PSNR is calculated using the mean squared error (MSE) or L2 distance as described below:
$PSNR = 20 \cdot log_{10}( MAX_I) - 10 \cdot log_{10}(MSE)$
$MAX_I$ is the maximum possible pixel value of the image. a higher PSNR generally indicates that the reconstruction is of higher quality
Bringing it all together
Content variant metrics have the capacity to evaluate the similarity/dissimilarity of images whose content differs because they utilize deep feature representations of the images. The essence of these vectors is that they numerically tell us the most important features associated with a sample image. Inception Score answers the question “How realistic is this image relative to the pretrained model?” because it evaluates the conditional probability distribution which only factors in the training data, the original number of classes, and the ability of the Inception V3 model.
FID is more versatile and asks the question, “How similar is this group of images relative to this other group of images?” FID takes the deepest layer of the inception v3 model as opposed to the classifier output as in Inception Score. In this case, you are not bound by the type and number of classes of the classifier. While analyzing the FID formula, I realized that averaging the feature vectors to get the sum squared distance in $||\mu_1-\mu_2||^2$ means that FID will likely be skewed if the distribution of any group (1 or 2) is too wide. For instance, if you are comparing images of fruits and both your ground-truth and generated datasets have a disproportionately large amount of orange pictures relative to the other fruits, then FID is unlikely to highlight poorly generated strawberries and avocados. FID is plagued with the majority rules issue when it comes to domains with high variation. Now fruits are trivial, but what happens when you are looking at people's faces or cancer tumors?

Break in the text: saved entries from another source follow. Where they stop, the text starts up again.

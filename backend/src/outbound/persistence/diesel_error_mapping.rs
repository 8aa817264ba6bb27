//! Shared Diesel error mapping for every repository adapter.

use tracing::debug;

use crate::domain::ports::RepositoryError;

use super::pool::PoolError;

/// Map pool errors into repository connection errors.
pub(crate) fn map_pool_error(error: PoolError) -> RepositoryError {
    match error {
        PoolError::Checkout { message } | PoolError::Build { message } => {
            RepositoryError::connection(message)
        }
    }
}

/// Map Diesel errors into repository errors.
///
/// Constraint violations keep their meaning so services can reconcile races
/// and report conflicts; closed connections map to connection errors and
/// everything else to query errors.
pub(crate) fn map_diesel_error(error: diesel::result::Error) -> RepositoryError {
    use diesel::result::{DatabaseErrorKind, Error as DieselError};

    match &error {
        DieselError::DatabaseError(kind, info) => {
            debug!(
                ?kind,
                message = info.message(),
                constraint = info.constraint_name(),
                "diesel operation failed"
            );
        }
        _ => debug!(
            error_type = %std::any::type_name_of_val(&error),
            "diesel operation failed"
        ),
    }

    match error {
        DieselError::NotFound => RepositoryError::query("record not found"),
        DieselError::QueryBuilderError(_) => RepositoryError::query("database query error"),
        DieselError::DatabaseError(DatabaseErrorKind::UniqueViolation, info) => {
            RepositoryError::unique_violation(constraint_label(info.as_ref()))
        }
        DieselError::DatabaseError(DatabaseErrorKind::ForeignKeyViolation, info) => {
            RepositoryError::foreign_key(constraint_label(info.as_ref()))
        }
        DieselError::DatabaseError(DatabaseErrorKind::ClosedConnection, _) => {
            RepositoryError::connection("database connection error")
        }
        DieselError::DatabaseError(_, _) => RepositoryError::query("database error"),
        _ => RepositoryError::query("database error"),
    }
}

fn constraint_label(info: &(dyn diesel::result::DatabaseErrorInformation + Send + Sync)) -> String {
    info.constraint_name()
        .map_or_else(|| info.message().to_owned(), str::to_owned)
}
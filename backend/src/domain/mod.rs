//! Domain primitives, aggregates and services.
//!
//! Purpose: Define strongly typed travel entities used by the API and
//! persistence layers, and the services that coordinate them through the
//! ports in [`ports`]. Document invariants and serialisation contracts
//! (serde) in each type's Rustdoc.
//!
//! Public surface:
//! - Error (alias to `error::Error`) — API error response payload.
//! - ErrorCode (alias to `error::ErrorCode`) — stable error identifier.
//! - User, Poi, Ticket, Trip, Search, History — persisted entities.
//! - HistoryService, PoiService — create-or-find use-cases.
//! - TextGenerator — serialised access to the loaded language model.

pub mod error;
pub mod history;
pub mod history_service;
pub mod ids;
pub mod poi;
pub mod poi_service;
pub mod ports;
pub mod search;
pub mod text_generator;
pub mod ticket;
pub mod trace_id;
pub mod trip;
pub mod user;

pub use self::error::{Error, ErrorCode, ErrorValidationError};
pub use self::history::{
    CreateHistoryRequest, EMPTY_HISTORY_PAYLOAD, HISTORY_TICKET_REQUIRED, HISTORY_USER_REQUIRED,
    History, HistoryChanges, NewHistory,
};
pub use self::history_service::HistoryService;
pub use self::ids::{HistoryId, PoiId, PoiImageId, SearchId, TicketId, TripId, UserId};
pub use self::poi::{
    POI_TEXT_MAX, Poi, PoiDraft, PoiImage, PoiImageDraft, PoiLookupKey, PoiValidationError,
};
pub use self::poi_service::PoiService;
pub use self::search::{Search, SearchDraft};
pub use self::text_generator::{GenerationSettings, TextGenerator};
pub use self::ticket::{PoiRef, Ticket, TicketDraft, TicketValidationError};
pub use self::trace_id::{TRACE_ID_HEADER, TraceId};
pub use self::trip::{Trip, TripDraft, TripValidationError};
pub use self::user::{PSEUDO_MAX, Pseudo, User, UserDraft, UserValidationError};
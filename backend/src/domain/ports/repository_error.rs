//! Error type shared by every persistence port.

use crate::domain::Error;

use super::define_port_error;

define_port_error! {
    /// Persistence errors raised by repository adapters.
    pub enum RepositoryError {
        /// Repository connection could not be established.
        Connection { message: String } => "repository connection failed: {message}",
        /// Query or mutation failed during execution.
        Query { message: String } => "repository query failed: {message}",
        /// An insert or update collided with a unique constraint.
        UniqueViolation { message: String } => "unique constraint violated: {message}",
        /// A row references, or is referenced by, a row that blocks the change.
        ForeignKey { message: String } => "foreign key constraint violated: {message}",
    }
}

impl RepositoryError {
    /// Translate a repository failure into a domain error about `resource`.
    ///
    /// Connection failures surface as service unavailable, constraint
    /// failures as conflicts, and query failures as internal errors.
    ///
    /// # Examples
    /// ```
    /// use travel_backend::domain::ErrorCode;
    /// use travel_backend::domain::ports::RepositoryError;
    ///
    /// let err = RepositoryError::foreign_key("histories_user_id_fkey").into_domain("User");
    /// assert_eq!(err.code(), ErrorCode::Conflict);
    /// ```
    #[must_use]
    pub fn into_domain(self, resource: &str) -> Error {
        match self {
            Self::Connection { message } => {
                Error::service_unavailable(format!("{resource} repository unavailable: {message}"))
            }
            Self::Query { message } => {
                Error::internal(format!("{resource} repository error: {message}"))
            }
            Self::UniqueViolation { .. } => Error::conflict(format!("{resource} already exists")),
            Self::ForeignKey { .. } => Error::conflict(format!(
                "{resource} is linked to other records and cannot be changed this way"
            )),
        }
    }
}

The LPIPS metric is at the border of these content variant/invariant metrics because on one hand it uses deep features and could be considered almost a regional FID metric but it was designed for the purpose of assessing structural similarity in “same content-based“ images. LPIPS answers the question, “Did the structure of this patch change, and by how much?” While I might be tempted to believe that this metric might be able to give us a fine-grained version of the FID score, I’m afraid that my experiments from UniFace show that even with great variations of FID the LPIPS score shows very little variation. Additionally, while LPIPS mentions that their patch-wise implementation mirrors the patchwise implementation of convolution, LPIPS does not merge the output features of the patches of an image as does the convolution task with the feature vectors that are output. In this regard, LPIPS loses the global context of the input image which FID captures.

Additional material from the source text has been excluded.